Among the entries below, tally each line in which the word "OfflineState" is found, then state the tally alone.

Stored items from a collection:

++++++++++++++++++++

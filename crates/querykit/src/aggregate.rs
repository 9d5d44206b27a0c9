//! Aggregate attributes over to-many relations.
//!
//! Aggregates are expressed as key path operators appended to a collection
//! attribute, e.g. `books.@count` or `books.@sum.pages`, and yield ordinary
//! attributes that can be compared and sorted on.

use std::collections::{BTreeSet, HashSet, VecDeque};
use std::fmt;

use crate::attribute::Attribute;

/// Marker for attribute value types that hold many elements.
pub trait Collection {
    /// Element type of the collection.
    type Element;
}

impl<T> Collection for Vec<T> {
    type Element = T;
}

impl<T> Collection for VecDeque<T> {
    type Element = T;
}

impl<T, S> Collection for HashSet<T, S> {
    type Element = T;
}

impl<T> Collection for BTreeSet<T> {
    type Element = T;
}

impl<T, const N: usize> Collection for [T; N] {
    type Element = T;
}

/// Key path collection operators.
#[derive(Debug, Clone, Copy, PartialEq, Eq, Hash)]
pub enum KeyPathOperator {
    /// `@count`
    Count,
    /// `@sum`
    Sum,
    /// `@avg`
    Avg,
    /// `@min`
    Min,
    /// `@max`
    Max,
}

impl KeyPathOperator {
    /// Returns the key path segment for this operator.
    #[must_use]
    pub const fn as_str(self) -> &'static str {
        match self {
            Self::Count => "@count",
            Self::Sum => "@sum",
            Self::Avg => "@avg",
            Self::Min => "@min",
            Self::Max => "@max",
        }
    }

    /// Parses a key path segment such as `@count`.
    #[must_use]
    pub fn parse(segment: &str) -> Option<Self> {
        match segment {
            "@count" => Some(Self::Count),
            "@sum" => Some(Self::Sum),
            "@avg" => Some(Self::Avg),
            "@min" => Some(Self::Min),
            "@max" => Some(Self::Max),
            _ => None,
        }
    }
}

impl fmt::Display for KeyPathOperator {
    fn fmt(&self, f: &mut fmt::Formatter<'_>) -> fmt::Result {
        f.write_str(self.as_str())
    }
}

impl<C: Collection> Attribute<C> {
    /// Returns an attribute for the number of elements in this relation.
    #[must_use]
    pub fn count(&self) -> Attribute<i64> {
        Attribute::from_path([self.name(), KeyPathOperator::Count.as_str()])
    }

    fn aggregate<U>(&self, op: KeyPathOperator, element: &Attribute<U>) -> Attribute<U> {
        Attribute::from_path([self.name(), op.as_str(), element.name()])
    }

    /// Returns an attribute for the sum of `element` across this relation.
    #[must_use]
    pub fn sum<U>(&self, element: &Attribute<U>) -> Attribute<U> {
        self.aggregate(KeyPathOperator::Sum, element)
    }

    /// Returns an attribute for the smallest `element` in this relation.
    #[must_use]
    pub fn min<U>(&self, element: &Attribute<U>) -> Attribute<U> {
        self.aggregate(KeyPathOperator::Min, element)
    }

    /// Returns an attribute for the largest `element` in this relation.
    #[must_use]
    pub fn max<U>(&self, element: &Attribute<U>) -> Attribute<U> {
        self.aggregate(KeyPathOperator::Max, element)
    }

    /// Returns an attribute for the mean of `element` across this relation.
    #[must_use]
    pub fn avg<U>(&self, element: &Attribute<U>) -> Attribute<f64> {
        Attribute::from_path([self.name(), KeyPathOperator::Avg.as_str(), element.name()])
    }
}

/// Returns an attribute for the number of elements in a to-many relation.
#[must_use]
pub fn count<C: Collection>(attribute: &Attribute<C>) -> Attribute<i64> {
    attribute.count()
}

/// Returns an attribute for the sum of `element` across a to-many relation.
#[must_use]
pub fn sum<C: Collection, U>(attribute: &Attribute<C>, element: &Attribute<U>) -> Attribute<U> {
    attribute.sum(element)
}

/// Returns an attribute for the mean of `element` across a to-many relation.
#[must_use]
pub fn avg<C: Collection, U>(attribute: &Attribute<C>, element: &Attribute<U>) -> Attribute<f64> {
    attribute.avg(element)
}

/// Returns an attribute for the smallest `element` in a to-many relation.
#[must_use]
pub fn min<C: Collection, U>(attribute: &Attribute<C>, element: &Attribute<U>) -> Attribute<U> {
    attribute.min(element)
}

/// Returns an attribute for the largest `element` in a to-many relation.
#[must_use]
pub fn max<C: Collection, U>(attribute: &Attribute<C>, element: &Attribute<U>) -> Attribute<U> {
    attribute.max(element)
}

++++++++++++++++++++

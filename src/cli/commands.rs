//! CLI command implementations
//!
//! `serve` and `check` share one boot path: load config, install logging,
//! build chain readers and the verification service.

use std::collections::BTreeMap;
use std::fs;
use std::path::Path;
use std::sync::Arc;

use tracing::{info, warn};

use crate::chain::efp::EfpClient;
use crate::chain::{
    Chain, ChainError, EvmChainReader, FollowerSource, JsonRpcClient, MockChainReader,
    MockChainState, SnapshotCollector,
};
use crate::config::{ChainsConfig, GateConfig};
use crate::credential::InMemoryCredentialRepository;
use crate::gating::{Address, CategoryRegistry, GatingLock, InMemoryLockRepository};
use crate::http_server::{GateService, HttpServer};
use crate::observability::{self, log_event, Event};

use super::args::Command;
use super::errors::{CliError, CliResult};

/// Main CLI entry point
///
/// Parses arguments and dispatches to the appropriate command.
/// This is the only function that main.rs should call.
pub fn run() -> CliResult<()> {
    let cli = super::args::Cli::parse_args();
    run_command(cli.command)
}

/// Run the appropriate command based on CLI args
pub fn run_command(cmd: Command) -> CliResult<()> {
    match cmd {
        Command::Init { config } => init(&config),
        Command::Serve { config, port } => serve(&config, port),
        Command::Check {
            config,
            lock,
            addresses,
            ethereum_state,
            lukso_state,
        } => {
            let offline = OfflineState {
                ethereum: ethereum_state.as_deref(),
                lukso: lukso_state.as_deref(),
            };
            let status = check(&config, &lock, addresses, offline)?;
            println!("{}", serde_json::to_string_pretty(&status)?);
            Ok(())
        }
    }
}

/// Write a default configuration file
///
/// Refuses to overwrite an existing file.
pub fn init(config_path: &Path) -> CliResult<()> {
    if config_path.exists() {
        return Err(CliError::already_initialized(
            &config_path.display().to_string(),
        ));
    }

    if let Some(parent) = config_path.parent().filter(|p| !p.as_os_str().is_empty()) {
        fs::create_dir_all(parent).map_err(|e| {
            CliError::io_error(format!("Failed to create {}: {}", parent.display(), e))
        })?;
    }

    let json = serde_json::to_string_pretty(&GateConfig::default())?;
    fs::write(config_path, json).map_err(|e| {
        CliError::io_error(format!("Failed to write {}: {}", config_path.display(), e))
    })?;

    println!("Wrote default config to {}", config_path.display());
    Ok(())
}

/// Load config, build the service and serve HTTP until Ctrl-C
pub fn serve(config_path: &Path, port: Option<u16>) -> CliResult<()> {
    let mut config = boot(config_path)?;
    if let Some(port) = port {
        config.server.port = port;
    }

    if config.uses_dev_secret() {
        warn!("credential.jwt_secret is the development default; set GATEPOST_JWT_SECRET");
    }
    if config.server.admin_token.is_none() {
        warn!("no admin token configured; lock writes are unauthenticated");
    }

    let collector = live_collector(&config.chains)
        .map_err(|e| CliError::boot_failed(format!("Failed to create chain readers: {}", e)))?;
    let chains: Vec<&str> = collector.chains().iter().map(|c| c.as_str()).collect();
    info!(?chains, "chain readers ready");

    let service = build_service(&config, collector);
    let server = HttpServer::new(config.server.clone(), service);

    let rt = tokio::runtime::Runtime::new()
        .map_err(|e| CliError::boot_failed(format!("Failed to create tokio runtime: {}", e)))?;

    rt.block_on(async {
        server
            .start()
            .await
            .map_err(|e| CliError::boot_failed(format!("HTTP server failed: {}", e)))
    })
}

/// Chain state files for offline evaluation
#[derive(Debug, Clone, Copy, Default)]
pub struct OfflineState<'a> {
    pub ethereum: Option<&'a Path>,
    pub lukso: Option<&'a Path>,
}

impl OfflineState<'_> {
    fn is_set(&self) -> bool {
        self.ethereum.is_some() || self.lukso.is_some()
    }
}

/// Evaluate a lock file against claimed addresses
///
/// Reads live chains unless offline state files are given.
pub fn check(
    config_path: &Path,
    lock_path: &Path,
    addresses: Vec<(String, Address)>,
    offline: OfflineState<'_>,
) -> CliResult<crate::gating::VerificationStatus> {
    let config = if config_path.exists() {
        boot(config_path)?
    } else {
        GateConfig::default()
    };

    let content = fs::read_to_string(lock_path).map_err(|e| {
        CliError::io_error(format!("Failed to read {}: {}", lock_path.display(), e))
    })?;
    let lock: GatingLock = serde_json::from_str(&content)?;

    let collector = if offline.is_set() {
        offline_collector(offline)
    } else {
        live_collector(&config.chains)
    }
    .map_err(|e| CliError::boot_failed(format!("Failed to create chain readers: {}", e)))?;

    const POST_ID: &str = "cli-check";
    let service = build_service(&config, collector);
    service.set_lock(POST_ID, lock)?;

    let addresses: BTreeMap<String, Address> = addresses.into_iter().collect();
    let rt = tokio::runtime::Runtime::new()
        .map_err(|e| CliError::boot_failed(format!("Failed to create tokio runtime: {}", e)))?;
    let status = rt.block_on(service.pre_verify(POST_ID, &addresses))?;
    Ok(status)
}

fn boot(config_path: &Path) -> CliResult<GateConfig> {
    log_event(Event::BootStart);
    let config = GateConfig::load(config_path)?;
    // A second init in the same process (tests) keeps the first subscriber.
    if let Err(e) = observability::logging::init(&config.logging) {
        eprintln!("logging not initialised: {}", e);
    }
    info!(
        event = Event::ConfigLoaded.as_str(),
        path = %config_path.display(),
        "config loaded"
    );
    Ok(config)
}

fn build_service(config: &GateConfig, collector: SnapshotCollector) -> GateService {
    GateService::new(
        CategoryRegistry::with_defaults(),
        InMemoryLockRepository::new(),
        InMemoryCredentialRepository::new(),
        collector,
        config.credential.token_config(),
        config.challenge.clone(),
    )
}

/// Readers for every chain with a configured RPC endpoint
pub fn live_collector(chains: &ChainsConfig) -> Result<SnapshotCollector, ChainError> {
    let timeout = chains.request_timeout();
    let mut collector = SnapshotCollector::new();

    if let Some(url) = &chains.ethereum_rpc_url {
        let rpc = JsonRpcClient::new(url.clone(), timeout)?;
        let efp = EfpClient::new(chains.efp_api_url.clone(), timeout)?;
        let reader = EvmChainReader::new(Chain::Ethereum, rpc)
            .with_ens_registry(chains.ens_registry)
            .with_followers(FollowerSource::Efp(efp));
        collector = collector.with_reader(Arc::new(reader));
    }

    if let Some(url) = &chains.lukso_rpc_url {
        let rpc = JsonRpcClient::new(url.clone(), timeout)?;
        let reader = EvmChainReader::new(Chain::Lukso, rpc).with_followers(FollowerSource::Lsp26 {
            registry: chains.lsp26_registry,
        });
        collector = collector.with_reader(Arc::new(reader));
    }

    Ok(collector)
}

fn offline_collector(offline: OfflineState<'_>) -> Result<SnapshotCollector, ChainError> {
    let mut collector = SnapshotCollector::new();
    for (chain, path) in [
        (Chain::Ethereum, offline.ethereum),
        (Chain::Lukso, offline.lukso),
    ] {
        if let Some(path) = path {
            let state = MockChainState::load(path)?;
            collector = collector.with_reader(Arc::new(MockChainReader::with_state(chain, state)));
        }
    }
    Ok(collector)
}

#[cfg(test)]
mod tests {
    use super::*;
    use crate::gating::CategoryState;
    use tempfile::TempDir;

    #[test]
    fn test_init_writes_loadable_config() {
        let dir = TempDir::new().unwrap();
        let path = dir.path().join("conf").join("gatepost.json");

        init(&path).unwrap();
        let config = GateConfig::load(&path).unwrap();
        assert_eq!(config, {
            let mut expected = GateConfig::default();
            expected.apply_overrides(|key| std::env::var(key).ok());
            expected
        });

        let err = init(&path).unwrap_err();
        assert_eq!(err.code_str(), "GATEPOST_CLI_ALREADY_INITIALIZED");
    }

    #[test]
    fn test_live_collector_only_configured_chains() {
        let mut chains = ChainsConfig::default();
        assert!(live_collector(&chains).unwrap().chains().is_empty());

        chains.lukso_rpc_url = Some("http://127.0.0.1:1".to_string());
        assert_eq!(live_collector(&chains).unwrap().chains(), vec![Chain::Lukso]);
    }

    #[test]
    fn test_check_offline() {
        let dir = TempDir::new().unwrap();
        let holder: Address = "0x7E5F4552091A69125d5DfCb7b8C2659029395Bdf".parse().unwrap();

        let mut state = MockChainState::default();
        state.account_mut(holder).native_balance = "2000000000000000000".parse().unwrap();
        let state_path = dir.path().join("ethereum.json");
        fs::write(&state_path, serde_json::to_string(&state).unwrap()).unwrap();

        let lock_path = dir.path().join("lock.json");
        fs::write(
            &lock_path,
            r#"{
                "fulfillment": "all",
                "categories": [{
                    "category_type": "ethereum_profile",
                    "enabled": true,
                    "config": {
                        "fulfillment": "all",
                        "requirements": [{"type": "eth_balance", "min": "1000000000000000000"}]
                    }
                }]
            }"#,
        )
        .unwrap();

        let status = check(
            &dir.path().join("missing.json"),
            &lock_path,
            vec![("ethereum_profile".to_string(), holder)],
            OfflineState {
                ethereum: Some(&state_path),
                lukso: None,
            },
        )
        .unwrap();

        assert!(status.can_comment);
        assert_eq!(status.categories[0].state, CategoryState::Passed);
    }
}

++++++++++++++++++++

--- RESPONSE TO THE TASK ---
6